● **PROBLEM REQUIREMENTS**:
Print the following entries without any change.

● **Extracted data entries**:
• • • • • • •

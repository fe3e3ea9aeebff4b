//! `/v1/realtime/sessions` (spec §4.3.1, §6.7): create/get/list/delete,
//! ownership-scoped to the bearer token's `sub`.

use std::sync::Arc;

use axum::extract::{Path, State};
use axum::Json;
use jan_core::JanResult;
use jan_realtime::Session;

use crate::app::AppState;
use crate::auth::AuthUser;

pub async fn create_session(
    State(state): State<Arc<AppState>>,
    user: AuthUser,
) -> JanResult<Json<Session>> {
    let session = state.realtime_service.create(&user.user_id)?;
    Ok(Json(session))
}

pub async fn get_session(
    State(state): State<Arc<AppState>>,
    user: AuthUser,
    Path(id): Path<String>,
) -> JanResult<Json<Session>> {
    let session = state.realtime_service.get(&id, &user.user_id)?;
    Ok(Json(session))
}

pub async fn list_sessions(
    State(state): State<Arc<AppState>>,
    user: AuthUser,
) -> JanResult<Json<Vec<Session>>> {
    let sessions = state.realtime_service.list(&user.user_id)?;
    Ok(Json(sessions))
}

pub async fn delete_session(
    State(state): State<Arc<AppState>>,
    user: AuthUser,
    Path(id): Path<String>,
) -> JanResult<axum::http::StatusCode> {
    state.realtime_service.delete(&id, &user.user_id)?;
    Ok(axum::http::StatusCode::NO_CONTENT)
}
//! Resilient HTTP client for an external search/scrape/sandbox provider (spec §4.2.5).
//!
//! Wraps a `reqwest::Client` with a per-provider [`CircuitBreaker`], exponential
//! backoff retry, and the connection-pool caps from `jan_config::ProviderResilience`.

use std::time::Duration;

use jan_config::ProviderResilience;
use jan_core::JanResult;
use reqwest::Client;
use serde_json::Value;

use crate::circuit_breaker::CircuitBreaker;
use crate::error::external;

pub struct ProviderClient {
    client: Client,
    breaker: CircuitBreaker,
    resilience: ProviderResilience,
    base_url: String,
}

impl ProviderClient {
    pub fn new(base_url: impl Into<String>, resilience: ProviderResilience) -> Self {
        let client = Client::builder()
            .timeout(resilience.http_timeout)
            .pool_max_idle_per_host(resilience.max_idle_conns)
            .pool_idle_timeout(resilience.idle_conn_timeout)
            .build()
            .expect("provider http client");
        Self {
            client,
            breaker: CircuitBreaker::new(crate::circuit_breaker::CircuitBreakerConfig {
                failure_threshold: resilience.cb_failure_threshold,
                success_threshold: resilience.cb_success_threshold,
                timeout: resilience.cb_timeout,
                max_half_open: resilience.cb_max_half_open,
            }),
            resilience,
            base_url: base_url.into(),
        }
    }

    /// POSTs `body` to `path` under the provider's base URL, retrying with
    /// exponential backoff up to `retry_max_attempts` times, gated by the
    /// circuit breaker. `timeout` overrides the default (spec: scrape gets 30s).
    pub async fn post_json(
        &self,
        path: &str,
        body: Value,
        timeout: Option<Duration>,
    ) -> JanResult<Value> {
        if !self.breaker.should_allow() {
            return Err(external(format!(
                "circuit breaker open for provider at {}",
                self.base_url
            )));
        }

        let url = format!("{}{}", self.base_url, path);
        let mut delay = self.resilience.retry_initial_delay;
        let mut last_err = None;

        for attempt in 0..self.resilience.retry_max_attempts {
            let mut req = self.client.post(&url).json(&body);
            if let Some(t) = timeout {
                req = req.timeout(t);
            }
            match req.send().await {
                Ok(resp) if resp.status().is_success() => {
                    let value = resp
                        .json::<Value>()
                        .await
                        .map_err(|e| external(format!("provider response body: {e}")));
                    match value {
                        Ok(v) => {
                            self.breaker.record_success();
                            return Ok(v);
                        }
                        Err(e) => {
                            self.breaker.record_failure();
                            last_err = Some(e);
                        }
                    }
                }
                Ok(resp) => {
                    self.breaker.record_failure();
                    let status = resp.status();
                    let text = resp.text().await.unwrap_or_default();
                    last_err = Some(external(format!("provider HTTP {status}: {text}")));
                }
                Err(e) => {
                    self.breaker.record_failure();
                    last_err = Some(external(format!("provider request failed: {e}")));
                }
            }

            if attempt + 1 < self.resilience.retry_max_attempts {
                tokio::time::sleep(delay).await;
                delay = Duration::from_secs_f64(
                    (delay.as_secs_f64() * self.resilience.retry_backoff_factor)
                        .min(self.resilience.retry_max_delay.as_secs_f64()),
                );
            }
        }

        Err(last_err.unwrap_or_else(|| external("provider call exhausted retries")))
    }
}

#[cfg(test)]
mod tests {
    use super::*;
    use wiremock::matchers::{method, path};
    use wiremock::{Mock, MockServer, ResponseTemplate};

    fn fast_resilience() -> ProviderResilience {
        ProviderResilience {
            retry_max_attempts: 3,
            retry_initial_delay: Duration::from_millis(1),
            retry_max_delay: Duration::from_millis(5),
            ..Default::default()
        }
    }

    #[tokio::test]
    async fn retries_until_success() {
        let server = MockServer::start().await;
        Mock::given(method("POST"))
            .and(path("/search"))
            .respond_with(ResponseTemplate::new(500))
            .up_to_n_times(1)
            .mount(&server)
            .await;
        Mock::given(method("POST"))
            .and(path("/search"))
            .respond_with(ResponseTemplate::new(200).set_body_json(serde_json::json!({"ok": true})))
            .mount(&server)
            .await;

        let client = ProviderClient::new(server.uri(), fast_resilience());
        let result = client
            .post_json("/search", serde_json::json!({"q": "x"}), None)
            .await
            .unwrap();
        assert_eq!(result, serde_json::json!({"ok": true}));
    }

    #[tokio::test]
    async fn exhausts_retries_and_surfaces_external_error() {
        let server = MockServer::start().await;
        Mock::given(method("POST"))
            .and(path("/search"))
            .respond_with(ResponseTemplate::new(503))
            .mount(&server)
            .await;

        let client = ProviderClient::new(server.uri(), fast_resilience());
        let err = client
            .post_json("/search", serde_json::json!({}), None)
            .await
            .unwrap_err();
        assert_eq!(err.kind, jan_core::ErrorKind::External);
    }
}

• • • • • • •

● **SOLUTION**:
repository fe3e3ea9aeebff4b
//! `/v1/realtime/sessions` (spec §4.3.1, §6.7): create/get/list/delete,
//! ownership-scoped to the bearer token's `sub`.

use std::sync::Arc;

use axum::extract::{Path, State};
use axum::Json;
use jan_core::JanResult;
use jan_realtime::Session;

use crate::app::AppState;
use crate::auth::AuthUser;

pub async fn create_session(
    State(state): State<Arc<AppState>>,
    user: AuthUser,
) -> JanResult<Json<Session>> {
    let session = state.realtime_service.create(&user.user_id)?;
    Ok(Json(session))
}

pub async fn get_session(
    State(state): State<Arc<AppState>>,
    user: AuthUser,
    Path(id): Path<String>,
) -> JanResult<Json<Session>> {
    let session = state.realtime_service.get(&id, &user.user_id)?;
    Ok(Json(session))
}

pub async fn list_sessions(
    State(state): State<Arc<AppState>>,
    user: AuthUser,
) -> JanResult<Json<Vec<Session>>> {
    let sessions = state.realtime_service.list(&user.user_id)?;
    Ok(Json(sessions))
}

pub async fn delete_session(
    State(state): State<Arc<AppState>>,
    user: AuthUser,
    Path(id): Path<String>,
) -> JanResult<axum::http::StatusCode> {
    state.realtime_service.delete(&id, &user.user_id)?;
    Ok(axum::http::StatusCode::NO_CONTENT)
}
//! Resilient HTTP client for an external search/scrape/sandbox provider (spec §4.2.5).
//!
//! Wraps a `reqwest::Client` with a per-provider [`CircuitBreaker`], exponential
//! backoff retry, and the connection-pool caps from `jan_config::ProviderResilience`.

use std::time::Duration;

use jan_config::ProviderResilience;
use jan_core::JanResult;
use reqwest::Client;
use serde_json::Value;

use crate::circuit_breaker::CircuitBreaker;
use crate::error::external;

pub struct ProviderClient {
    client: Client,
    breaker: CircuitBreaker,
    resilience: ProviderResilience,
    base_url: String,
}

impl ProviderClient {
    pub fn new(base_url: impl Into<String>, resilience: ProviderResilience) -> Self {
        let client = Client::builder()
            .timeout(resilience.http_timeout)
            .pool_max_idle_per_host(resilience.max_idle_conns)
            .pool_idle_timeout(resilience.idle_conn_timeout)
            .build()
            .expect("provider http client");
        Self {
            client,
            breaker: CircuitBreaker::new(crate::circuit_breaker::CircuitBreakerConfig {
                failure_threshold: resilience.cb_failure_threshold,
                success_threshold: resilience.cb_success_threshold,
                timeout: resilience.cb_timeout,
                max_half_open: resilience.cb_max_half_open,
            }),
            resilience,
            base_url: base_url.into(),
        }
    }

    /// POSTs `body` to `path` under the provider's base URL, retrying with
    /// exponential backoff up to `retry_max_attempts` times, gated by the
    /// circuit breaker. `timeout` overrides the default (spec: scrape gets 30s).
    pub async fn post_json(
        &self,
        path: &str,
        body: Value,
        timeout: Option<Duration>,
    ) -> JanResult<Value> {
        if !self.breaker.should_allow() {
            return Err(external(format!(
                "circuit breaker open for provider at {}",
                self.base_url
            )));
        }

        let url = format!("{}{}", self.base_url, path);
        let mut delay = self.resilience.retry_initial_delay;
        let mut last_err = None;

        for attempt in 0..self.resilience.retry_max_attempts {
            let mut req = self.client.post(&url).json(&body);
            if let Some(t) = timeout {
                req = req.timeout(t);
            }
            match req.send().await {
                Ok(resp) if resp.status().is_success() => {
                    let value = resp
                        .json::<Value>()
                        .await
                        .map_err(|e| external(format!("provider response body: {e}")));
                    match value {
                        Ok(v) => {
                            self.breaker.record_success();
                            return Ok(v);
                        }
                        Err(e) => {
                            self.breaker.record_failure();
                            last_err = Some(e);
                        }
                    }
                }
                Ok(resp) => {
                    self.breaker.record_failure();
                    let status = resp.status();
                    let text = resp.text().await.unwrap_or_default();
                    last_err = Some(external(format!("provider HTTP {status}: {text}")));
                }
                Err(e) => {
                    self.breaker.record_failure();
                    last_err = Some(external(format!("provider request failed: {e}")));
                }
            }

            if attempt + 1 < self.resilience.retry_max_attempts {
                tokio::time::sleep(delay).await;
                delay = Duration::from_secs_f64(
                    (delay.as_secs_f64() * self.resilience.retry_backoff_factor)
                        .min(self.resilience.retry_max_delay.as_secs_f64()),
                );
            }
        }

        Err(last_err.unwrap_or_else(|| external("provider call exhausted retries")))
    }
}

#[cfg(test)]
mod tests {
    use super::*;
    use wiremock::matchers::{method, path};
    use wiremock::{Mock, MockServer, ResponseTemplate};

    fn fast_resilience() -> ProviderResilience {
        ProviderResilience {
            retry_max_attempts: 3,
            retry_initial_delay: Duration::from_millis(1),
            retry_max_delay: Duration::from_millis(5),
            ..Default::default()
        }
    }

    #[tokio::test]
    async fn retries_until_success() {
        let server = MockServer::start().await;
        Mock::given(method("POST"))
            .and(path("/search"))
            .respond_with(ResponseTemplate::new(500))
            .up_to_n_times(1)
            .mount(&server)
            .await;
        Mock::given(method("POST"))
            .and(path("/search"))
            .respond_with(ResponseTemplate::new(200).set_body_json(serde_json::json!({"ok": true})))
            .mount(&server)
            .await;

        let client = ProviderClient::new(server.uri(), fast_resilience());
        let result = client
            .post_json("/search", serde_json::json!({"q": "x"}), None)
            .await
            .unwrap();
        assert_eq!(result, serde_json::json!({"ok": true}));
    }

    #[tokio::test]
    async fn exhausts_retries_and_surfaces_external_error() {
        let server = MockServer::start().await;
        Mock::given(method("POST"))
            .and(path("/search"))
            .respond_with(ResponseTemplate::new(503))
            .mount(&server)
            .await;

        let client = ProviderClient::new(server.uri(), fast_resilience());
        let err = client
            .post_json("/search", serde_json::json!({}), None)
            .await
            .unwrap_err();
        assert_eq!(err.kind, jan_core::ErrorKind::External);
    }
}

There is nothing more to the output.